The data START
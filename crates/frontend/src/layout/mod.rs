pub mod center;
pub mod global_context;
pub mod left;
pub mod tabs;
pub mod top_header;

use leptos::prelude::*;
use top_header::TopHeader;

/// Main application shell.
///
/// Layout structure:
/// ```text
/// +------------------------------------------+
/// |              TopHeader                    |
/// +------------------------------------------+
/// |  Sidebar  |          Content              |
/// |   (Left)  |         (Center)              |
/// +------------------------------------------+
/// ```
#[component]
pub fn Shell<L, C>(left: L, center: C) -> impl IntoView
where
    L: Fn() -> AnyView + 'static + Send + Sync,
    C: Fn() -> AnyView + 'static + Send + Sync,
{
    // Left gets AppGlobalContext internally for sidebar visibility control

    view! {
        <div class="app-layout">
            <TopHeader />

            <div class="app-body">
                // Left sidebar - uses ctx.left_open for visibility
                <left::Left>
                    {left()}
                </left::Left>

                // Main content area
                <div class="app-main">
                    <center::Center>
                        {center()}
                    </center::Center>
                </div>
            </div>
        </div>
    }
}
use super::parser::read_excel_from_file;
use super::types::{ColumnDef, ExcelData};
use crate::shared::icons::icon;
use leptos::prelude::*;
use thaw::*;
use wasm_bindgen::JsCast;

#[component]
pub fn ExcelImporter(
    /// Expected columns of the upload
    columns: Vec<ColumnDef>,
    /// Called with the parsed data when the user confirms the import
    on_import: Callback<ExcelData>,
) -> impl IntoView {
    let (selected_file_name, set_selected_file_name) = signal(Option::<String>::None);
    let (excel_data, set_excel_data) = signal(Option::<ExcelData>::None);
    let (is_loading, set_is_loading) = signal(false);
    let (error, set_error) = signal(Option::<String>::None);

    let columns_for_file_select = columns.clone();

    // Parse immediately on file selection
    let handle_file_select = move |ev: web_sys::Event| {
        let input = ev
            .target()
            .and_then(|t| t.dyn_into::<web_sys::HtmlInputElement>().ok());

        if let Some(input) = input {
            if let Some(files) = input.files() {
                if let Some(file) = files.get(0) {
                    set_selected_file_name.set(Some(file.name()));
                    set_error.set(None);
                    set_excel_data.set(None);

                    let file_for_parse = file.clone();
                    let columns_clone = columns_for_file_select.clone();

                    set_is_loading.set(true);
                    leptos::task::spawn_local(async move {
                        match read_excel_from_file(file_for_parse.clone()).await {
                            Ok(raw_data) => {
                                let file_name = file_for_parse.name();
                                match ExcelData::from_raw(raw_data, columns_clone, file_name) {
                                    Ok(data) => {
                                        set_excel_data.set(Some(data));
                                        set_error.set(None);
                                    }
                                    Err(e) => set_error.set(Some(e)),
                                }
                            }
                            Err(e) => set_error.set(Some(e)),
                        }
                        set_is_loading.set(false);
                    });
                }
            }
        }
    };

    let handle_import = move |_| {
        if let Some(data) = excel_data.get() {
            on_import.run(data);
            set_excel_data.set(None);
            set_selected_file_name.set(None);
        }
    };

    view! {
        <div class="excel-importer">
            <div class="excel-importer__file-select">
                <input
                    type="file"
                    accept=".xlsx, .xls"
                    on:change=handle_file_select
                    disabled=move || is_loading.get()
                />
                {move || selected_file_name.get().map(|name| view! {
                    <span class="excel-importer__file-name">{name}</span>
                })}
            </div>

            {move || error.get().map(|e| view! { <div class="error">{e}</div> })}

            {move || is_loading.get().then(|| view! {
                <div class="excel-importer__loading">"Parsing file…"</div>
            })}

            {move || excel_data.get().map(|data| {
                let mapping = data.column_mapping.clone();
                let row_count = data.metadata.row_count;
                let unmapped = data.unmapped_count();
                view! {
                    <div class="excel-importer__preview">
                        <table class="table__data">
                            <thead class="table__head">
                                <tr>
                                    <th class="table__header-cell">"Expected column"</th>
                                    <th class="table__header-cell">"Found in file"</th>
                                </tr>
                            </thead>
                            <tbody>
                                {mapping.into_iter().map(|m| view! {
                                    <tr class="table__row">
                                        <td class="table__cell">{m.expected}</td>
                                        <td class="table__cell">
                                            {m.found.unwrap_or_else(|| "(not found)".to_string())}
                                        </td>
                                    </tr>
                                }).collect_view()}
                            </tbody>
                        </table>

                        <p class="excel-importer__summary">
                            {format!("{row_count} data rows parsed")}
                            {(unmapped > 0).then(|| format!(", {unmapped} expected columns missing (will import empty)"))}
                        </p>

                        <details class="excel-importer__json">
                            <summary>"JSON preview"</summary>
                            <pre>{data.to_json_pretty().unwrap_or_else(|e| e)}</pre>
                        </details>

                        <Button
                            appearance=ButtonAppearance::Primary
                            on_click=handle_import
                        >
                            {icon("import")}
                            {format!("Import {row_count} rows")}
                        </Button>
                    </div>
                }
            })}
        </div>
    }
}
The data END
Task description
In the entries above, find the line with "let (is_loading, set_is_loading)" and the line with "if let Some(file)", then restate word for word both of them and every line between, with nothing more.

Answer space
    let (is_loading, set_is_loading) = signal(false);
    let (error, set_error) = signal(Option::<String>::None);

    let columns_for_file_select = columns.clone();

    // Parse immediately on file selection
    let handle_file_select = move |ev: web_sys::Event| {
        let input = ev
            .target()
            .and_then(|t| t.dyn_into::<web_sys::HtmlInputElement>().ok());

        if let Some(input) = input {
            if let Some(files) = input.files() {
                if let Some(file) = files.get(0) {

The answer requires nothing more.